Start of RECORDS SHOWN
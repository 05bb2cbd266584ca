//! Command dispatch: bridges CLI args -> core operations -> output formatting.

pub mod config_cmd;
pub mod mowers;
pub mod watch;

use automower_core::{Hub, HubConfig};

use crate::cli::{Command, GlobalOpts};
use crate::error::CliError;

/// Dispatch an account-bound command to the appropriate handler.
pub async fn dispatch(
    cmd: Command,
    hub: &mut Hub,
    config: &HubConfig,
    global: &GlobalOpts,
) -> Result<(), CliError> {
    match cmd {
        Command::List => mowers::list(hub, global),
        Command::Status { mower } => mowers::status(hub, mower.as_deref(), global).await,
        Command::Start(arg) => mowers::control(hub, &arg.mower, mowers::Action::Start, global).await,
        Command::Stop(arg) => mowers::control(hub, &arg.mower, mowers::Action::Stop, global).await,
        Command::Park(arg) => mowers::control(hub, &arg.mower, mowers::Action::Park, global).await,
        Command::Toggle(arg) => {
            mowers::control(hub, &arg.mower, mowers::Action::Toggle, global).await
        }
        Command::Watch(args) => watch::handle(hub, config, args, global).await,
        // Config and Completions are handled before dispatch
        Command::Config(_) | Command::Completions(_) => unreachable!(),
    }
}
End of RECORDS SHOWN
TASK GOAL => In the entries above, tally the lines containing the word "args" and return only the tally.

OUTPUT FOR THIS EXERCISE => 2